◆ Data shown:
◇ ◇ ◇ ◇ ◇ ◇ ◇

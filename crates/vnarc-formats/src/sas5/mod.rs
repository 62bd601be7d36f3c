//! Sas5 engine
//!
//! `iar ` archives hold images only; their names live in the `RESR`
//! section of the sibling `.sec5` script database.

mod iar;
pub mod image;
mod sec5;

pub use iar::{IarHeader, IarOpener};
pub use sec5::resource_names;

◇ ◇ ◇ ◇ ◇ ◇ ◇

◆ Work request: Please make an exact copy of the entries, down to the last character.

◆ Finished exercise:
filename crates/vnarc-formats/src/sas5/mod.rs
repository 62bd601be7d36f3c
//! Sas5 engine
//!
//! `iar ` archives hold images only; their names live in the `RESR`
//! section of the sibling `.sec5` script database.

mod iar;
pub mod image;
mod sec5;

pub use iar::{IarHeader, IarOpener};
pub use sec5::resource_names;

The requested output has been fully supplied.